> WHAT THE TASK ASKS
Copy every line of the records below that holds the word "SqliteStore".

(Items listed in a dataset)
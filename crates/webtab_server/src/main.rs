use anyhow::Context as _;
use std::net::SocketAddr;
use tracing_subscriber::EnvFilter;
use webtab_server::{DEFAULT_SERVER_ADDR, WEBTAB_SERVER_ADDR_ENV};

#[tokio::main]
async fn main() -> anyhow::Result<()> {
    tracing_subscriber::fmt()
        .with_env_filter(EnvFilter::from_default_env())
        .init();

    let addr: SocketAddr = std::env::var(WEBTAB_SERVER_ADDR_ENV)
        .unwrap_or_else(|_| DEFAULT_SERVER_ADDR.to_owned())
        .parse()
        .context("invalid WEBTAB_SERVER_ADDR")?;

    let server = webtab_server::start_server(addr).await?;
    tracing::info!(addr = %server.addr, "webtab_server listening");
    server.wait().await?;
    Ok(())
}
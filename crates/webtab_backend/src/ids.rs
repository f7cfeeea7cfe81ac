use crate::time::unix_epoch_millis_now;
use rand::{Rng as _, rngs::OsRng};
use webtab_domain::SHORTCUT_COLORS;

/// Identifier for a newly created category or shortcut: creation time in
/// milliseconds plus a random suffix, so two entities created within the same
/// millisecond still differ.
pub fn new_entity_id() -> String {
    let millis = unix_epoch_millis_now();
    let suffix: u32 = OsRng.r#gen();
    format!("{millis}-{suffix:08x}")
}

/// Background for a shortcut tile that has no icon.
pub fn random_shortcut_color() -> &'static str {
    SHORTCUT_COLORS[OsRng.gen_range(0..SHORTCUT_COLORS.len())]
}
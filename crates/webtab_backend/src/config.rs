use crate::env::optional_trimmed_path_from_env;
use crate::reconcile::Reconciler;
use crate::sqlite_store::SqliteStore;
use crate::sync_store::FolderSyncStore;
use anyhow::{Context as _, anyhow};
use std::path::PathBuf;
use webtab_domain::paths;

pub type DefaultReconciler = Reconciler<SqliteStore, FolderSyncStore>;

#[derive(Clone, Debug, Eq, PartialEq)]
pub struct StorageConfig {
    pub root: PathBuf,
    pub sync_dir: Option<PathBuf>,
}

impl StorageConfig {
    pub fn from_env() -> anyhow::Result<Self> {
        Ok(Self {
            root: resolve_webtab_root()?,
            sync_dir: optional_trimmed_path_from_env(paths::WEBTAB_SYNC_DIR_ENV)?,
        })
    }

    pub fn open(&self) -> anyhow::Result<DefaultReconciler> {
        std::fs::create_dir_all(&self.root)
            .with_context(|| format!("failed to create {}", self.root.display()))?;

        let local = SqliteStore::new(paths::sqlite_path(&self.root))
            .context("failed to init sqlite store")?;
        let sync = FolderSyncStore::new(self.sync_dir.clone());
        Ok(Reconciler::new(local, sync))
    }
}

fn resolve_webtab_root() -> anyhow::Result<PathBuf> {
    if let Some(root) = optional_trimmed_path_from_env(paths::WEBTAB_ROOT_ENV)? {
        return Ok(root);
    }

    let home = std::env::var_os("HOME").ok_or_else(|| anyhow!("HOME is not set"))?;
    Ok(PathBuf::from(home).join("webtab"))
}
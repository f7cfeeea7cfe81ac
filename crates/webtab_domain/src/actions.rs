use crate::Shortcut;

/// Edits a category collection the way the dashboard does. Ids of new
/// entities are assigned by the caller.
#[derive(Clone, Debug, Eq, PartialEq)]
pub enum CollectionAction {
    AddCategory {
        id: String,
        title: String,
    },
    RemoveCategory {
        category_id: String,
    },

    AddShortcut {
        category_id: String,
        shortcut: Shortcut,
    },
    RemoveShortcut {
        category_id: String,
        shortcut_id: String,
    },
    ReorderShortcut {
        category_id: String,
        from_index: usize,
        to_index: usize,
    },
    MoveShortcut {
        shortcut_id: String,
        from_category_id: String,
        to_category_id: String,
    },
}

> EXERCISE RESPONSE
use crate::sqlite_store::SqliteStore;
pub type DefaultReconciler = Reconciler<SqliteStore, FolderSyncStore>;
        let local = SqliteStore::new(paths::sqlite_path(&self.root))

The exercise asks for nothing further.